Whitehall City Council members reversed gears during their Aug. 6 meeting and overturned a July 30 decision to reject a proposal to place the term-limits issue on the ballot.
All six council members who attended the Aug. 6 meeting voted to put the question on the ballot, contrary to the 5-1 decision July 30 to forgo the measure.
Councilman Chris Rodriguez was absent Aug. 6.
Councilman Van Gregg was absent July 30, and council member Robert Bailey cast the only yes vote then.
The deadline to file the issue with the Franklin County Board of Elections was 4 p.m. Aug. 7.
Mayor Kim Maggard, who was absent July 30, made a pointed plea to council members to reconsider their decisions.
"I believe the voters of Whitehall are serious and intelligent people" who should have the right to choose whether the city continues its practice of term limits, she said.
Referring to critics who previously reiterated that Whitehall voters twice have rejected ballot issues repealing term limits, Maggard said it has been 12 years since the question was posed. Term limits were enacted in 1994.
"There is a new generation of voters who have not had a chance to consider this. ... Our city has changed (since then)," said Maggard, who was elected in 2011 after serving eight years as city auditor.
Maggard said voters should have an opportunity "every 10 to 15 years" to reassess the practice of term limits. She criticized the practice, opining that qualified officeholders are forced out of office at the risk of replacement by less-qualified candidates, or that qualified candidates, especially attorneys and accountants, do not seek election in the first place because the job cannot be held for more than eight years.
Councilwoman Karen Conison said she changed her vote because she believes most residents want to consider the issue and that the efforts of the Charter Review Commission should be considered.
"I thought I was doing what was best for our citizens," Conison said about her July 30 vote to block the issue from the ballot. "However, after careful consideration and talking with some citizens, I realized I did just the opposite. I failed the democratic system that I solely believe in."
Council member Leslie LaCorte said although she personally supports term limits, the decision "shouldn't be my vote, but their vote."
Councilman Wes Kantor said he does not support term limits but thinks voters should have an opportunity to consider it.
"I was 50-50 (on July 30)," Kantor said, adding that he had opposed it, in part because it had been rejected twice. "But this is an important decision for our residents, (and) I think they should have the opportunity to decide."
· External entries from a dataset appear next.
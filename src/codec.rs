//! Fixed-point binary format for linear SVM models.
//!
//! Layout, all integers 4-byte little-endian signed:
//!
//! ```text
//! number_of_inputs
//! number_of_support_vectors
//! repeat number_of_support_vectors:
//!     vector_length, vector_length × value
//! number_of_weights, number_of_weights × value
//! threshold value
//! ```
//!
//! A value is stored as `round(v × 1e9)`, so only magnitudes up to 1 can be
//! written and precision beyond nine decimal places is lost. There is no
//! header or version field. The kernel constant is not stored; decoded models
//! use a plain dot product.
//!
//! Files ending in `.bz2` are transparently (de)compressed.

use std::fs::File;
use std::io::{BufReader, BufWriter, ErrorKind, Read, Write};
use std::path::Path;

use bzip2::read::BzDecoder;
use bzip2::write::BzEncoder;
use bzip2::Compression;

use crate::error::{Error, Result};
use crate::svm::{Linear, SupportVectorMachine};

pub const FIXED_POINT_SCALE: f64 = 1_000_000_000.0;

/// Fixed-point representation of `value`. Fails for `|value| > 1`.
pub fn encode_value(value: f64) -> Result<i32> {
    if !value.is_finite() || value.abs() > 1.0 {
        return Err(Error::ValueOutOfRange(value));
    }
    Ok((value * FIXED_POINT_SCALE).round() as i32)
}

pub fn decode_value(encoded: i32) -> f64 {
    encoded as f64 / FIXED_POINT_SCALE
}

/// Writes the primitives of the model format.
pub struct ModelWriter<W: Write> {
    writer: W,
}

impl<W: Write> ModelWriter<W> {
    pub fn new(writer: W) -> Self {
        Self { writer }
    }

    pub fn write_int(&mut self, value: i32) -> Result<()> {
        self.writer.write_all(&value.to_le_bytes())?;
        Ok(())
    }

    fn write_count(&mut self, count: usize) -> Result<()> {
        let count = i32::try_from(count)
            .map_err(|_| Error::InvalidArgument(format!("count {} does not fit the format", count)))?;
        self.write_int(count)
    }

    pub fn write_value(&mut self, value: f64) -> Result<()> {
        self.write_int(encode_value(value)?)
    }

    fn write_values(&mut self, values: &[f64]) -> Result<()> {
        self.write_count(values.len())?;
        values.iter().try_for_each(|v| self.write_value(*v))
    }

    pub fn into_inner(self) -> W {
        self.writer
    }
}

/// Reads the primitives of the model format.
pub struct ModelReader<R: Read> {
    reader: R,
}

impl<R: Read> ModelReader<R> {
    pub fn new(reader: R) -> Self {
        Self { reader }
    }

    pub fn read_int(&mut self) -> Result<i32> {
        let mut buf = [0u8; 4];
        self.reader.read_exact(&mut buf).map_err(|e| {
            if e.kind() == ErrorKind::UnexpectedEof {
                Error::InvalidModel("unexpected end of model data".into())
            } else {
                Error::Io(e)
            }
        })?;
        Ok(i32::from_le_bytes(buf))
    }

    fn read_count(&mut self, what: &str) -> Result<usize> {
        let count = self.read_int()?;
        usize::try_from(count)
            .map_err(|_| Error::InvalidModel(format!("negative {} count: {}", what, count)))
    }

    pub fn read_value(&mut self) -> Result<f64> {
        Ok(decode_value(self.read_int()?))
    }

    fn read_values(&mut self, what: &str) -> Result<Vec<f64>> {
        let count = self.read_count(what)?;
        // Grown as values arrive so a corrupt count cannot force a huge allocation
        let mut values = Vec::new();
        for _ in 0..count {
            values.push(self.read_value()?);
        }
        Ok(values)
    }
}

/// Serialise a model into a writer.
pub fn write_model<W: Write>(writer: W, svm: &SupportVectorMachine<Linear>) -> Result<W> {
    let mut w = ModelWriter::new(writer);
    w.write_count(svm.number_of_inputs())?;
    w.write_count(svm.support_vectors().len())?;
    for vector in svm.support_vectors() {
        w.write_values(vector)?;
    }
    w.write_values(svm.weights())?;
    w.write_value(svm.threshold())?;
    Ok(w.into_inner())
}

/// Deserialise a model from a reader. Bytes after the threshold are ignored.
pub fn read_model<R: Read>(reader: R) -> Result<SupportVectorMachine<Linear>> {
    let mut r = ModelReader::new(reader);
    let number_of_inputs = r.read_count("input")?;
    let number_of_support_vectors = r.read_count("support vector")?;
    let mut support_vectors = Vec::new();
    for _ in 0..number_of_support_vectors {
        support_vectors.push(r.read_values("support vector value")?);
    }
    let weights = r.read_values("weight")?;
    let threshold = r.read_value()?;
    SupportVectorMachine::new(number_of_inputs, Linear::default(), support_vectors, weights, threshold)
}

pub fn encode(svm: &SupportVectorMachine<Linear>) -> Result<Vec<u8>> {
    write_model(Vec::new(), svm)
}

pub fn decode(bytes: &[u8]) -> Result<SupportVectorMachine<Linear>> {
    read_model(bytes)
}

fn is_bz2(path: &Path) -> bool {
    path.extension().is_some_and(|ext| ext == "bz2")
}

/// Write a model file, bzip2-compressed if the path ends in `.bz2`.
pub fn save_model<P: AsRef<Path>>(path: P, svm: &SupportVectorMachine<Linear>) -> Result<()> {
    let path = path.as_ref();
    // Encode fully first so an invalid value never leaves a partial file behind
    let bytes = encode(svm)?;
    let writer = BufWriter::new(File::create(path)?);
    if is_bz2(path) {
        let mut encoder = BzEncoder::new(writer, Compression::best());
        encoder.write_all(&bytes)?;
        encoder.finish()?.flush()?;
    } else {
        let mut writer = writer;
        writer.write_all(&bytes)?;
        writer.flush()?;
    }
    Ok(())
}

/// Load a model file, decompressing it if the path ends in `.bz2`.
pub fn load_model<P: AsRef<Path>>(path: P) -> Result<SupportVectorMachine<Linear>> {
    let path = path.as_ref();
    let reader = BufReader::new(File::open(path)?);
    if is_bz2(path) {
        read_model(BzDecoder::new(reader))
    } else {
        read_model(reader)
    }
}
Councilman Leo Knoblauch said that even during the July 30 meeting, he supported placing the issue before voters, but he voted against it to have the option to seek its reconsideration Aug. 6. Because he was the last member to cast a vote July 30, he said, he already knew the measure would be defeated, so he voted no in an effort to have the option to seek its reconsideration.
"Regardless of my personal opinion (about term limits), the voters need to decide," Knoblauch said.
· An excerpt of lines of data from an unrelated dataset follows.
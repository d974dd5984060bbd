//! # skin-face
//!
//! Pure Rust face region detection from skin tone, with an optional HOG +
//! linear SVM confirmation stage.
//!
//! This crate provides:
//! - **Detection**: skin-tone masking and enclosed-hole analysis that proposes
//!   candidate face rectangles without any trained model
//! - **Classification**: histogram-of-gradient features scored by a linear
//!   support vector machine to confirm or reject each candidate
//! - **Model files**: a compact fixed-point format for linear SVMs, optionally
//!   bzip2-compressed
//!
//! Based on Fleck & Forsyth's "Naked People Skin Filter" as adapted in Jay
//! Kapur's face detection notes.
//!
//! ## Algorithm Overview
//!
//! 1. Shrink large images so the longest side is at most 200px
//! 2. Convert pixels to log-opponent `I/Rg/By` values, then median-smooth them
//!    into hue, saturation and texture amplitude
//! 3. Build a skin mask: a strict filter, a few relaxed growth passes and an
//!    intensity check
//! 4. Flood fill the mask into objects and keep those that fully enclose a
//!    non-skin hole (eyes, mouth)
//! 5. Drop oddly shaped or redundant regions, pad the rest, and scale them
//!    back to the original image
//!
//! ## Quick Start
//!
//! ```rust
//! use skin_face::{DetectorConfig, FaceDetector, RgbImage};
//!
//! let detector = FaceDetector::new(DetectorConfig::default()).unwrap();
//! let image = RgbImage::new(64, 64);
//! let regions = detector.possible_face_regions(&image).unwrap();
//! assert!(regions.is_empty());
//! ```
//!
//! ## Confirming Regions
//!
//! ```rust
//! use skin_face::{FaceClassifier, Linear, Rectangle, RgbImage, SupportVectorMachine};
//!
//! // A model trained on 128x128 samples with 8px cells has 16 * 16 * 9 inputs
//! let inputs = 16 * 16 * 9;
//! let svm = SupportVectorMachine::new(inputs, Linear::default(), vec![vec![0.0; inputs]], vec![1.0], 0.0).unwrap();
//! let classifier = FaceClassifier::new(svm).unwrap();
//!
//! let image = RgbImage::new(64, 64);
//! let is_face = classifier.is_face(&image, Rectangle::new(8, 8, 32, 32)).unwrap();
//! assert!(is_face);
//! ```

pub mod classifier;
pub mod codec;
pub mod colour;
pub mod config;
pub mod detector;
mod error;
pub mod filter;
pub mod grid;
pub mod hog;
pub mod imaging;
pub mod regions;
pub mod skin;
pub mod svm;
mod types;

pub use classifier::FaceClassifier;
pub use codec::{decode, encode, load_model, save_model};
pub use colour::HueSaturation;
pub use config::DetectorConfig;
pub use detector::FaceDetector;
pub use error::{Error, Result};
pub use grid::Grid;
pub use hog::HistogramOfGradient;
pub use image::RgbImage;
pub use svm::{Kernel, Linear, SupportVectorMachine};
pub use types::{Position, Rectangle, Rgb, Size};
Knoblauch said council member Robert Bailey did not ask for the motion to reconsider the ordinance. Bailey, the only member to vote in favor of placing the issue on the ballot at both meetings, said he requested for council members to reintroduce the ordinance.
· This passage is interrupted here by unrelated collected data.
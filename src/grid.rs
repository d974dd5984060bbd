//! Immutable 2D grid of values.
//!
//! Every pixel transform in the detector runs over a [`Grid`]. Operations never
//! modify a grid in place; each one produces a new grid so that a pipeline stage
//! can hand its output to the next stage and forget about it.

use rayon::prelude::*;

use crate::error::{Error, Result};
use crate::types::{Position, Rectangle, Size};

/// A `width × height` grid of values stored in row-major order.
#[derive(Debug, Clone, PartialEq)]
pub struct Grid<T> {
    width: usize,
    height: usize,
    values: Vec<T>,
}

impl<T> Grid<T> {
    /// Wrap row-major values. Fails if either dimension is zero or the value
    /// count does not match the dimensions.
    pub fn new(width: usize, height: usize, values: Vec<T>) -> Result<Self> {
        check_dimensions(width, height)?;
        if values.len() != width * height {
            return Err(Error::InvalidArgument(format!(
                "{} values supplied for a {}x{} grid",
                values.len(),
                width,
                height
            )));
        }
        Ok(Self {
            width,
            height,
            values,
        })
    }

    pub fn from_fn<F>(width: usize, height: usize, mut f: F) -> Result<Self>
    where
        F: FnMut(Position) -> T,
    {
        check_dimensions(width, height)?;
        let mut values = Vec::with_capacity(width * height);
        for y in 0..height {
            for x in 0..width {
                values.push(f(Position::new(x, y)));
            }
        }
        Ok(Self {
            width,
            height,
            values,
        })
    }

    pub fn width(&self) -> usize {
        self.width
    }

    pub fn height(&self) -> usize {
        self.height
    }

    pub fn size(&self) -> Size {
        Size::new(self.width, self.height)
    }

    /// The rectangle covering the whole grid.
    pub fn bounds(&self) -> Rectangle {
        Rectangle::covering(self.size())
    }

    pub fn len(&self) -> usize {
        self.values.len()
    }

    pub fn is_empty(&self) -> bool {
        self.values.is_empty()
    }

    pub fn values(&self) -> &[T] {
        &self.values
    }

    pub fn get(&self, position: Position) -> Option<&T> {
        if position.x >= self.width || position.y >= self.height {
            return None;
        }
        self.values.get(self.index_of(position))
    }

    #[inline]
    fn index_of(&self, position: Position) -> usize {
        position.y * self.width + position.x
    }

    #[inline]
    fn position_of(&self, index: usize) -> Position {
        Position::new(index % self.width, index / self.width)
    }

    /// Apply `f` to every value, keeping positions.
    pub fn transform<U, F>(&self, f: F) -> Grid<U>
    where
        F: Fn(&T) -> U,
    {
        Grid {
            width: self.width,
            height: self.height,
            values: self.values.iter().map(f).collect(),
        }
    }

    /// Like [`Grid::transform`], but `f` also receives the position of each value.
    pub fn transform_with_position<U, F>(&self, f: F) -> Grid<U>
    where
        F: Fn(&T, Position) -> U,
    {
        Grid {
            width: self.width,
            height: self.height,
            values: self
                .values
                .iter()
                .enumerate()
                .map(|(i, value)| f(value, self.position_of(i)))
                .collect(),
        }
    }

    /// Pairwise combination with another grid of the same dimensions.
    pub fn combine_with<U, V, F>(&self, other: &Grid<U>, f: F) -> Result<Grid<V>>
    where
        F: Fn(&T, &U) -> V,
    {
        self.combine_with_position(other, |a, b, _| f(a, b))
    }

    /// Pairwise combination that also passes the position of each pair to `f`.
    pub fn combine_with_position<U, V, F>(&self, other: &Grid<U>, f: F) -> Result<Grid<V>>
    where
        F: Fn(&T, &U, Position) -> V,
    {
        if self.size() != other.size() {
            return Err(Error::SizeMismatch {
                expected_width: self.width,
                expected_height: self.height,
                actual_width: other.width,
                actual_height: other.height,
            });
        }
        let values = self
            .values
            .iter()
            .zip(other.values.iter())
            .enumerate()
            .map(|(i, (a, b))| f(a, b, self.position_of(i)))
            .collect();
        Ok(Grid {
            width: self.width,
            height: self.height,
            values,
        })
    }

    /// Median of `extract` over the square window of the given radius around
    /// every position. Windows are clipped at the grid edges, so boundary
    /// positions take the median of fewer values. An even-sized window uses
    /// the mean of its two middle values.
    pub fn median_filter<F>(&self, extract: F, radius: usize) -> Grid<f64>
    where
        F: Fn(&T) -> f64,
    {
        let samples: Vec<f64> = self.values.iter().map(extract).collect();
        if radius == 0 {
            return Grid {
                width: self.width,
                height: self.height,
                values: samples,
            };
        }

        let width = self.width;
        let height = self.height;
        let rows: Vec<Vec<f64>> = (0..height)
            .into_par_iter()
            .map(|y| {
                let top = y.saturating_sub(radius);
                let bottom = (y + radius + 1).min(height);
                let mut window = Vec::with_capacity((2 * radius + 1) * (2 * radius + 1));
                let mut row = Vec::with_capacity(width);
                for x in 0..width {
                    let left = x.saturating_sub(radius);
                    let right = (x + radius + 1).min(width);
                    window.clear();
                    for wy in top..bottom {
                        window.extend_from_slice(&samples[wy * width + left..wy * width + right]);
                    }
                    row.push(median_of(&mut window));
                }
                row
            })
            .collect();

        Grid {
            width,
            height,
            values: rows.into_iter().flatten().collect(),
        }
    }

    /// All `(position, value)` pairs in row-major order.
    pub fn enumerate(&self) -> impl Iterator<Item = (Position, &T)> + '_ {
        self.values
            .iter()
            .enumerate()
            .map(move |(i, value)| (self.position_of(i), value))
    }

    /// The `(position, value)` pairs accepted by `predicate`, in row-major order.
    pub fn enumerate_where<'a, P>(
        &'a self,
        predicate: P,
    ) -> impl Iterator<Item = (Position, &'a T)> + 'a
    where
        P: Fn(Position, &T) -> bool + 'a,
    {
        self.enumerate()
            .filter(move |(position, value)| predicate(*position, *value))
    }

    /// The rectangle reaching `expand_left_up` positions left of and above
    /// `position` and `expand_right_down` positions right of and below it,
    /// clipped to the grid.
    pub fn rectangle_around(
        &self,
        position: Position,
        expand_left_up: usize,
        expand_right_down: usize,
    ) -> Rectangle {
        let left = position.x.saturating_sub(expand_left_up);
        let top = position.y.saturating_sub(expand_left_up);
        let right = (position.x + expand_right_down + 1).min(self.width);
        let bottom = (position.y + expand_right_down + 1).min(self.height);
        Rectangle::from_ltrb(left, top, right, bottom)
    }

    /// True if any value inside `region` (clipped to the grid) satisfies `predicate`.
    pub fn any_values_match<P>(&self, region: Rectangle, predicate: P) -> bool
    where
        P: Fn(&T) -> bool,
    {
        let region = region.intersect(&self.bounds());
        (region.top()..region.bottom()).any(|y| {
            let row = y * self.width;
            self.values[row + region.left()..row + region.right()]
                .iter()
                .any(&predicate)
        })
    }

    /// Copy out the values inside `region`, which must lie within the grid.
    pub fn window(&self, region: Rectangle) -> Result<Grid<T>>
    where
        T: Clone,
    {
        if region.is_empty() || !region.fits_within(self.size()) {
            return Err(Error::RectangleOutOfBounds {
                x: region.x,
                y: region.y,
                width: region.width,
                height: region.height,
                limit_width: self.width,
                limit_height: self.height,
            });
        }
        let mut values = Vec::with_capacity(region.area());
        for y in region.top()..region.bottom() {
            let row = y * self.width;
            values.extend_from_slice(&self.values[row + region.left()..row + region.right()]);
        }
        Ok(Grid {
            width: region.width,
            height: region.height,
            values,
        })
    }
}

impl<T> std::ops::Index<Position> for Grid<T> {
    type Output = T;

    fn index(&self, position: Position) -> &Self::Output {
        assert!(
            position.x < self.width && position.y < self.height,
            "position ({}, {}) out of bounds for {}x{} grid",
            position.x,
            position.y,
            self.width,
            self.height
        );
        &self.values[self.index_of(position)]
    }
}

fn check_dimensions(width: usize, height: usize) -> Result<()> {
    if width == 0 || height == 0 {
        return Err(Error::InvalidArgument(format!(
            "grid dimensions must be positive, got {}x{}",
            width, height
        )));
    }
    Ok(())
}

/// Median of a non-empty window. Reorders the window.
fn median_of(window: &mut [f64]) -> f64 {
    let len = window.len();
    let mid = len / 2;
    let (lower, upper, _) = window.select_nth_unstable_by(mid, |a, b| a.total_cmp(b));
    let upper = *upper;
    if len % 2 == 1 {
        return upper;
    }
    let lower_max = lower.iter().copied().fold(f64::NEG_INFINITY, f64::max);
    (lower_max + upper) / 2.0
}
The ordinance is one of three stemming from recommendations of a five-member Whitehall Charter Review Commission. Bailey's wife, Naja, was among the five members.
The commission originally recommended lifting term limits only for council members. It did not recommend lifting limits for the mayor, auditor, treasurer or city attorney, giving rise to a concern that lifting limits for only council members would disturb the balance of power between the administrative and legislative divisions of Whitehall's government.
Council members amended the commission's proposal to include lifting limits for the administrative offices, as well as members of council.
Council members also approved a charter amendment measure to ask voters whether the auditor's term should be staggered with those of at-large council members rather than other administrators. The amendment proposes a two-year term for the auditor, followed by four-year terms, to make the terms congruent with council members.
Council decided not to accept several other recommendations, including ward redistricting.